Stored data entries.

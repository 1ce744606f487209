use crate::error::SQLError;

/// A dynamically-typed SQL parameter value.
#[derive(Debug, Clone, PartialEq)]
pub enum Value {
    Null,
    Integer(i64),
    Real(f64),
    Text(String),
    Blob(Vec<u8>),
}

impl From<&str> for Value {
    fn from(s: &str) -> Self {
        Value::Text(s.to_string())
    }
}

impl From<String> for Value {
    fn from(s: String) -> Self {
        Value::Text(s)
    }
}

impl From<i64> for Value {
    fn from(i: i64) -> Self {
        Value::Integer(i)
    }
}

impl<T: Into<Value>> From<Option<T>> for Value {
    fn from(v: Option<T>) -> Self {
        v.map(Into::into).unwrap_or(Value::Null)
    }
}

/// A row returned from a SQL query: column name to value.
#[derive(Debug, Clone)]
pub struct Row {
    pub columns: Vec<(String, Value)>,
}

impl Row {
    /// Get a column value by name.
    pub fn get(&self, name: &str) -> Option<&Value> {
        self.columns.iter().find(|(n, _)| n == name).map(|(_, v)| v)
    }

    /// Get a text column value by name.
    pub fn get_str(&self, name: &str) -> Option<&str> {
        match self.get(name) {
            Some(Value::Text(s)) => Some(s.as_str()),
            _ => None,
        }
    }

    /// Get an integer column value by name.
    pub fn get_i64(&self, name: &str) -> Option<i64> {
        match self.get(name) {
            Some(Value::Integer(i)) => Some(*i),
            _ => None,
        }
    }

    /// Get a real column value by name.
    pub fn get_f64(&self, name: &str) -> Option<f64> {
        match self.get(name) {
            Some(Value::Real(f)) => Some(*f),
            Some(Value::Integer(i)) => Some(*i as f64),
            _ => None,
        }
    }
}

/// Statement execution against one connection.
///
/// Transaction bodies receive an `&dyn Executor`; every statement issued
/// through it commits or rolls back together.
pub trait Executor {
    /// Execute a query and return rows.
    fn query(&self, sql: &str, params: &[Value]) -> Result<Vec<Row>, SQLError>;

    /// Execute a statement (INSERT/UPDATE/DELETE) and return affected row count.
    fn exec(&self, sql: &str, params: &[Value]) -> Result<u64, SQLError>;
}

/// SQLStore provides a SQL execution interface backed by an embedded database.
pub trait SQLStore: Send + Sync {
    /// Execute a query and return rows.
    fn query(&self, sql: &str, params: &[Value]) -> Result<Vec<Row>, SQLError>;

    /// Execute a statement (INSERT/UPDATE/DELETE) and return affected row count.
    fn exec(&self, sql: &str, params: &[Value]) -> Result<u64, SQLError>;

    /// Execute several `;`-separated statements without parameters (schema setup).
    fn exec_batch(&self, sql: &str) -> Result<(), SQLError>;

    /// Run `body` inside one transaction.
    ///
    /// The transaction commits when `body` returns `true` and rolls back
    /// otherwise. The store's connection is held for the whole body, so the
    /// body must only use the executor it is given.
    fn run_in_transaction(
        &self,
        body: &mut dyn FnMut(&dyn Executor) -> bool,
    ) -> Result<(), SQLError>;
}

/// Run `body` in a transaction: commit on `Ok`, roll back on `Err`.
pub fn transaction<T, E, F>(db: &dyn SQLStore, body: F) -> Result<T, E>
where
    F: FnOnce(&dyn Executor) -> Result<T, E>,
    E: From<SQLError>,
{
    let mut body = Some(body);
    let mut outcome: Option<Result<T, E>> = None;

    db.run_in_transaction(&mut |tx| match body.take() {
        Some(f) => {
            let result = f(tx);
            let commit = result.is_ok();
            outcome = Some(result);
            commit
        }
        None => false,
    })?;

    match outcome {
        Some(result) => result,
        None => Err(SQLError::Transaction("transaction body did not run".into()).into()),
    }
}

WHAT IS REQUIRED. Write out every line of the data exactly, leaving nothing out.

PROBLEM SOLUTION.
repository 1ce744606f487209
use crate::error::SQLError;

/// A dynamically-typed SQL parameter value.
#[derive(Debug, Clone, PartialEq)]
pub enum Value {
    Null,
    Integer(i64),
    Real(f64),
    Text(String),
    Blob(Vec<u8>),
}

impl From<&str> for Value {
    fn from(s: &str) -> Self {
        Value::Text(s.to_string())
    }
}

impl From<String> for Value {
    fn from(s: String) -> Self {
        Value::Text(s)
    }
}

impl From<i64> for Value {
    fn from(i: i64) -> Self {
        Value::Integer(i)
    }
}

impl<T: Into<Value>> From<Option<T>> for Value {
    fn from(v: Option<T>) -> Self {
        v.map(Into::into).unwrap_or(Value::Null)
    }
}

/// A row returned from a SQL query: column name to value.
#[derive(Debug, Clone)]
pub struct Row {
    pub columns: Vec<(String, Value)>,
}

impl Row {
    /// Get a column value by name.
    pub fn get(&self, name: &str) -> Option<&Value> {
        self.columns.iter().find(|(n, _)| n == name).map(|(_, v)| v)
    }

    /// Get a text column value by name.
    pub fn get_str(&self, name: &str) -> Option<&str> {
        match self.get(name) {
            Some(Value::Text(s)) => Some(s.as_str()),
            _ => None,
        }
    }

    /// Get an integer column value by name.
    pub fn get_i64(&self, name: &str) -> Option<i64> {
        match self.get(name) {
            Some(Value::Integer(i)) => Some(*i),
            _ => None,
        }
    }

    /// Get a real column value by name.
    pub fn get_f64(&self, name: &str) -> Option<f64> {
        match self.get(name) {
            Some(Value::Real(f)) => Some(*f),
            Some(Value::Integer(i)) => Some(*i as f64),
            _ => None,
        }
    }
}

/// Statement execution against one connection.
///
/// Transaction bodies receive an `&dyn Executor`; every statement issued
/// through it commits or rolls back together.
pub trait Executor {
    /// Execute a query and return rows.
    fn query(&self, sql: &str, params: &[Value]) -> Result<Vec<Row>, SQLError>;

    /// Execute a statement (INSERT/UPDATE/DELETE) and return affected row count.
    fn exec(&self, sql: &str, params: &[Value]) -> Result<u64, SQLError>;
}

/// SQLStore provides a SQL execution interface backed by an embedded database.
pub trait SQLStore: Send + Sync {
    /// Execute a query and return rows.
    fn query(&self, sql: &str, params: &[Value]) -> Result<Vec<Row>, SQLError>;

    /// Execute a statement (INSERT/UPDATE/DELETE) and return affected row count.
    fn exec(&self, sql: &str, params: &[Value]) -> Result<u64, SQLError>;

    /// Execute several `;`-separated statements without parameters (schema setup).
    fn exec_batch(&self, sql: &str) -> Result<(), SQLError>;

    /// Run `body` inside one transaction.
    ///
    /// The transaction commits when `body` returns `true` and rolls back
    /// otherwise. The store's connection is held for the whole body, so the
    /// body must only use the executor it is given.
    fn run_in_transaction(
        &self,
        body: &mut dyn FnMut(&dyn Executor) -> bool,
    ) -> Result<(), SQLError>;
}

/// Run `body` in a transaction: commit on `Ok`, roll back on `Err`.
pub fn transaction<T, E, F>(db: &dyn SQLStore, body: F) -> Result<T, E>
where
    F: FnOnce(&dyn Executor) -> Result<T, E>,
    E: From<SQLError>,
{
    let mut body = Some(body);
    let mut outcome: Option<Result<T, E>> = None;

    db.run_in_transaction(&mut |tx| match body.take() {
        Some(f) => {
            let result = f(tx);
            let commit = result.is_ok();
            outcome = Some(result);
            commit
        }
        None => false,
    })?;

    match outcome {
        Some(result) => result,
        None => Err(SQLError::Transaction("transaction body did not run".into()).into()),
    }
}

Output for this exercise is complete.